━━━ Data records ━━━

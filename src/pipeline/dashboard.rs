//! Throttled, change-detected pipeline status rendering.
//!
//! Renders a block of lines every tick, emits only when the content changed
//! (and at least every 30 seconds), and always appends; historical output is
//! never overwritten.

use std::time::{Duration, Instant};

use super::progress::PipelineSnapshot;
use crate::utils::{format_duration, format_size};

/// Render interval.
pub const TICK: Duration = Duration::from_secs(2);
/// Emit at least this often even without changes.
pub const FORCE_EMIT: Duration = Duration::from_secs(30);

const MAX_ACTIVE_DOWNLOADS_SHOWN: usize = 5;
const MAX_ACTIVE_UPLOADS_SHOWN: usize = 3;

/// Render the snapshot body used for change detection. Excludes the clock
/// and per-item elapsed times so an idle pipeline produces identical bodies
/// tick after tick.
pub fn render_body(snapshot: &PipelineSnapshot) -> String {
    let mut out = String::new();

    out.push_str(&format!(
        "Overall: {}% ({}/{} items)\n",
        snapshot.percent(),
        snapshot.completed_items(),
        snapshot.total_items(),
    ));

    if !snapshot.status_line.is_empty() {
        out.push_str(&format!("Status: {}\n", snapshot.status_line));
    }

    for (url, progress) in snapshot.downloads_active.iter().take(MAX_ACTIVE_DOWNLOADS_SHOWN) {
        let size = match progress.bytes_total {
            Some(total) => format!(
                "{} / {}",
                format_size(progress.bytes_read),
                format_size(total)
            ),
            None => format_size(progress.bytes_read),
        };
        out.push_str(&format!(
            "  ↓ [w{}] {} — {} ({})\n",
            progress.worker, progress.title, size, url
        ));
    }
    for (url, progress) in snapshot.uploads_active.iter().take(MAX_ACTIVE_UPLOADS_SHOWN) {
        out.push_str(&format!(
            "  ↑ [w{}] {} — {} ({})\n",
            progress.worker, progress.title, progress.status, url
        ));
    }

    out.push_str(&format!(
        "{:<10} {:>7} {:>7} {:>10} {:>8}\n",
        "Stage", "Active", "Queued", "Completed", "Workers"
    ));
    out.push_str(&format!(
        "{:<10} {:>7} {:>7} {:>10} {:>8}\n",
        "Download",
        snapshot.downloads_active.len(),
        snapshot.downloads_queued,
        snapshot.downloads_completed,
        snapshot.download_workers,
    ));
    out.push_str(&format!(
        "{:<10} {:>7} {:>7} {:>10} {:>8}\n",
        "Upload",
        snapshot.uploads_active.len(),
        snapshot.uploads_queued,
        snapshot.uploads_completed,
        snapshot.upload_workers,
    ));

    out
}

/// Build the full emitted block: timer header plus body.
pub fn render_block(snapshot: &PipelineSnapshot) -> String {
    let eta = match snapshot.eta_secs() {
        Some(secs) => format_duration(secs),
        None => "--:--".to_string(),
    };
    format!(
        "──────── pipeline ── elapsed {} ── eta {} ────────\n{}",
        format_duration(snapshot.elapsed_secs),
        eta,
        render_body(snapshot),
    )
}

/// Tracks the previous emission for change detection.
pub struct DashboardState {
    last_body: Option<String>,
    last_emit: Instant,
}

impl DashboardState {
    pub fn new() -> Self {
        Self {
            last_body: None,
            last_emit: Instant::now(),
        }
    }

    /// Decide whether to emit this tick; updates internal state when the
    /// answer is yes.
    pub fn should_emit(&mut self, body: &str) -> bool {
        let changed = self.last_body.as_deref() != Some(body);
        let stale = self.last_emit.elapsed() >= FORCE_EMIT;
        if changed || stale {
            self.last_body = Some(body.to_string());
            self.last_emit = Instant::now();
            true
        } else {
            false
        }
    }
}

impl Default for DashboardState {
    fn default() -> Self {
        Self::new()
    }
}

#[cfg(test)]
mod tests {
    use super::*;
    use crate::pipeline::progress::{Stage, WorkProgress};

    fn snapshot() -> PipelineSnapshot {
        PipelineSnapshot {
            status_line: "scanning alpha".to_string(),
            downloads_active: vec![(
                "https://example/post/X1".to_string(),
                WorkProgress::new(Stage::Download, 0, "A"),
            )],
            uploads_active: vec![],
            downloads_queued: 2,
            uploads_queued: 0,
            downloads_completed: 1,
            uploads_completed: 0,
            download_workers: 3,
            upload_workers: 2,
            uploads_enabled: true,
            elapsed_secs: 61,
        }
    }

    #[test]
    fn test_body_contains_table_and_active_items() {
        let body = render_body(&snapshot());
        assert!(body.contains("Status: scanning alpha"));
        assert!(body.contains("[w0] A"));
        assert!(body.contains("Download"));
        assert!(body.contains("Upload"));
    }

    #[test]
    fn test_body_is_deterministic_for_unchanged_state() {
        let s = snapshot();
        assert_eq!(render_body(&s), render_body(&s));
    }

    #[test]
    fn test_block_has_timer_header() {
        let block = render_block(&snapshot());
        assert!(block.contains("elapsed 01:01"));
    }

    #[test]
    fn test_should_emit_dedupes_identical_bodies() {
        let mut state = DashboardState::new();
        assert!(state.should_emit("body"));
        assert!(!state.should_emit("body"));
        assert!(state.should_emit("different"));
    }

    #[test]
    fn test_active_downloads_capped_at_five() {
        let mut s = snapshot();
        s.downloads_active = (0..8)
            .map(|i| {
                (
                    format!("https://example/post/X{}", i),
                    WorkProgress::new(Stage::Download, i, &format!("T{}", i)),
                )
            })
            .collect();
        let body = render_body(&s);
        assert_eq!(body.matches("↓ [w").count(), 5);
    }
}
//! JSON-over-HTTP client for the external challenge-solver service.
//!
//! The solver drives its own headless browser to clear bot-protection
//! challenges and hands back solved HTML plus the cookie set and user agent
//! it ended up with. This client owns one solver session at a time and
//! recovers from ban-like responses by rotating identity.

use std::sync::Mutex as StdMutex;
use std::time::Duration;

use serde::{Deserialize, Serialize};
use thiserror::Error;
use tokio::sync::Mutex;
use tracing::{debug, info, warn};

use super::user_agent::UserAgentPool;

/// Solver request timeout. Challenge solving can take a while; the solver
/// itself is given two minutes per request.
pub const SOLVE_TIMEOUT: Duration = Duration::from_secs(120);

/// Substrings that mark a solver error as ban-like. Checked only against
/// messages of failed responses, so benign session-lifecycle text on
/// successful responses never triggers rotation.
const BAN_MARKERS: &[&str] = &["session", "ban", "block", "403", "captcha", "challenge"];

#[derive(Debug, Error)]
pub enum SolverError {
    #[error("solver unreachable: {0}")]
    Unreachable(#[from] reqwest::Error),
    #[error("solver rejected request: {0}")]
    Rejected(String),
    #[error("solver ban-like response: {0}")]
    BanLike(String),
    #[error("no solver session")]
    NoSession,
}

/// Whether a failed solver message looks like a ban/block/challenge.
pub fn is_ban_like(message: &str) -> bool {
    let lower = message.to_lowercase();
    BAN_MARKERS.iter().any(|marker| lower.contains(marker))
}

#[derive(Debug, Serialize)]
struct SolverRequest<'a> {
    cmd: &'a str,
    #[serde(skip_serializing_if = "Option::is_none")]
    url: Option<&'a str>,
    #[serde(skip_serializing_if = "Option::is_none")]
    session: Option<&'a str>,
    #[serde(rename = "maxTimeout", skip_serializing_if = "Option::is_none")]
    max_timeout: Option<u64>,
    #[serde(rename = "userAgent", skip_serializing_if = "Option::is_none")]
    user_agent: Option<&'a str>,
}

/// One cookie from the solver's solution.
#[derive(Debug, Clone, Serialize, Deserialize)]
pub struct SolverCookie {
    pub name: String,
    pub value: String,
    #[serde(default)]
    pub domain: String,
    #[serde(default)]
    pub path: String,
}

#[derive(Debug, Default, Deserialize)]
struct SolverSolution {
    #[serde(default)]
    url: String,
    #[serde(default)]
    status: u16,
    #[serde(default)]
    response: String,
    #[serde(default)]
    cookies: Vec<SolverCookie>,
    #[serde(rename = "userAgent", default)]
    user_agent: String,
}

#[derive(Debug, Deserialize)]
struct SolverResponse {
    #[serde(default)]
    status: String,
    #[serde(default)]
    message: String,
    #[serde(default)]
    session: Option<String>,
    #[serde(default)]
    solution: Option<SolverSolution>,
}

impl SolverResponse {
    fn is_ok(&self) -> bool {
        self.status == "ok"
    }
}

/// A solved page: HTML body plus the identity the solver actually used.
#[derive(Debug, Clone)]
pub struct SolvedPage {
    pub html: String,
    pub cookies: Vec<SolverCookie>,
    pub user_agent: String,
    pub status: u16,
    pub final_url: String,
}

/// Client for one solver session.
pub struct SolverClient {
    http: reqwest::Client,
    endpoint: String,
    base_url: String,
    session_id: Mutex<Option<String>>,
    user_agents: UserAgentPool,
    current_user_agent: StdMutex<String>,
}

impl SolverClient {
    /// Create a client for the solver at `base_url` (e.g. `http://localhost:8191`).
    pub fn new(base_url: &str) -> Result<Self, SolverError> {
        let http = reqwest::Client::builder()
            .timeout(SOLVE_TIMEOUT + Duration::from_secs(10))
            .build()?;
        let user_agents = UserAgentPool::new();
        let current = user_agents.current().to_string();
        Ok(Self {
            http,
            endpoint: format!("{}/v1", base_url.trim_end_matches('/')),
            base_url: base_url.trim_end_matches('/').to_string(),
            session_id: Mutex::new(None),
            user_agents,
            current_user_agent: StdMutex::new(current),
        })
    }

    /// The user agent bound to the current session.
    pub fn user_agent(&self) -> String {
        self.current_user_agent.lock().unwrap().clone()
    }

    fn set_user_agent(&self, ua: &str) {
        *self.current_user_agent.lock().unwrap() = ua.to_string();
    }

    /// Trivial reachability probe. A "method not allowed" answer still counts:
    /// the solver only speaks POST on its command endpoint.
    pub async fn test_connection(&self) -> bool {
        match self.http.get(&self.base_url).send().await {
            Ok(resp) => {
                resp.status().is_success()
                    || resp.status() == reqwest::StatusCode::METHOD_NOT_ALLOWED
            }
            Err(_) => false,
        }
    }

    async fn send(&self, request: &SolverRequest<'_>) -> Result<SolverResponse, SolverError> {
        let resp = self
            .http
            .post(&self.endpoint)
            .json(request)
            .send()
            .await?
            .json::<SolverResponse>()
            .await?;
        Ok(resp)
    }

    /// Create a fresh solver session bound to the current user agent.
    pub async fn create_session(&self) -> Result<(), SolverError> {
        let ua = self.user_agent();
        let resp = self
            .send(&SolverRequest {
                cmd: "sessions.create",
                url: None,
                session: None,
                max_timeout: None,
                user_agent: Some(&ua),
            })
            .await?;

        if !resp.is_ok() {
            return Err(self.classify_failure(resp.message));
        }
        let session = resp.session.ok_or(SolverError::NoSession)?;
        info!(session = %session, "solver session created");
        *self.session_id.lock().await = Some(session);
        Ok(())
    }

    /// Destroy the current solver session. Idempotent.
    pub async fn destroy_session(&self) -> Result<(), SolverError> {
        let session = self.session_id.lock().await.take();
        let Some(session) = session else {
            return Ok(());
        };
        let result = self
            .send(&SolverRequest {
                cmd: "sessions.destroy",
                url: None,
                session: Some(&session),
                max_timeout: None,
                user_agent: None,
            })
            .await;
        match result {
            Ok(resp) if resp.is_ok() => debug!(session = %session, "solver session destroyed"),
            Ok(resp) => warn!(message = %resp.message, "solver session destroy rejected"),
            Err(e) => warn!(error = %e, "solver session destroy failed"),
        }
        Ok(())
    }

    /// Fetch a page through the solver session.
    ///
    /// Ban-like failures trigger a single in-method recovery: destroy the
    /// session, rotate the user agent, create a new session, retry once.
    pub async fn get_page(&self, url: &str) -> Result<SolvedPage, SolverError> {
        match self.get_page_once(url).await {
            Ok(page) => Ok(page),
            Err(SolverError::BanLike(message)) => {
                warn!(%url, %message, "ban-like solver response, rotating session");
                self.destroy_session().await?;
                self.set_user_agent(self.user_agents.rotate());
                self.create_session().await?;
                self.get_page_once(url).await
            }
            Err(e) => Err(e),
        }
    }

    async fn get_page_once(&self, url: &str) -> Result<SolvedPage, SolverError> {
        let session = self
            .session_id
            .lock()
            .await
            .clone()
            .ok_or(SolverError::NoSession)?;
        let ua = self.user_agent();

        let resp = self
            .send(&SolverRequest {
                cmd: "request.get",
                url: Some(url),
                session: Some(&session),
                max_timeout: Some(SOLVE_TIMEOUT.as_millis() as u64),
                user_agent: Some(&ua),
            })
            .await?;

        if !resp.is_ok() {
            return Err(self.classify_failure(resp.message));
        }
        let solution = resp.solution.unwrap_or_default();
        // Track the UA the solver actually used so the browser capture and
        // download headers present the same identity.
        if !solution.user_agent.is_empty() {
            self.set_user_agent(&solution.user_agent);
        }
        Ok(SolvedPage {
            html: solution.response,
            cookies: solution.cookies,
            user_agent: self.user_agent(),
            status: solution.status,
            final_url: solution.url,
        })
    }

    fn classify_failure(&self, message: String) -> SolverError {
        if is_ban_like(&message) {
            SolverError::BanLike(message)
        } else {
            SolverError::Rejected(message)
        }
    }
}

#[cfg(test)]
mod tests {
    use super::*;

    #[test]
    fn test_ban_like_markers() {
        assert!(is_ban_like("Cloudflare challenge failed (captcha)"));
        assert!(is_ban_like("HTTP 403 Forbidden"));
        assert!(is_ban_like("Session was destroyed by remote"));
        assert!(is_ban_like("request BLOCKED by upstream"));
        assert!(!is_ban_like("timeout waiting for page load"));
        assert!(!is_ban_like("connection reset by peer"));
    }

    #[test]
    fn test_solver_response_parses_solution() {
        let raw = r#"{
            "status": "ok",
            "message": "",
            "session": "abc-123",
            "solution": {
                "url": "https://example/post/X1",
                "status": 200,
                "response": "<html></html>",
                "cookies": [{"name": "cf", "value": "tok", "domain": ".example"}],
                "userAgent": "Mozilla/5.0 Test"
            }
        }"#;
        let resp: SolverResponse = serde_json::from_str(raw).unwrap();
        assert!(resp.is_ok());
        let solution = resp.solution.unwrap();
        assert_eq!(solution.status, 200);
        assert_eq!(solution.cookies[0].name, "cf");
        assert_eq!(solution.user_agent, "Mozilla/5.0 Test");
    }

    #[test]
    fn test_solver_response_tolerates_missing_fields() {
        let resp: SolverResponse = serde_json::from_str(r#"{"status": "error"}"#).unwrap();
        assert!(!resp.is_ok());
        assert!(resp.solution.is_none());
    }
}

━━━

**To do**
Looking over the entries above, how many lines contain the string "DashboardState"? State the number and nothing else.

**Your solution**
4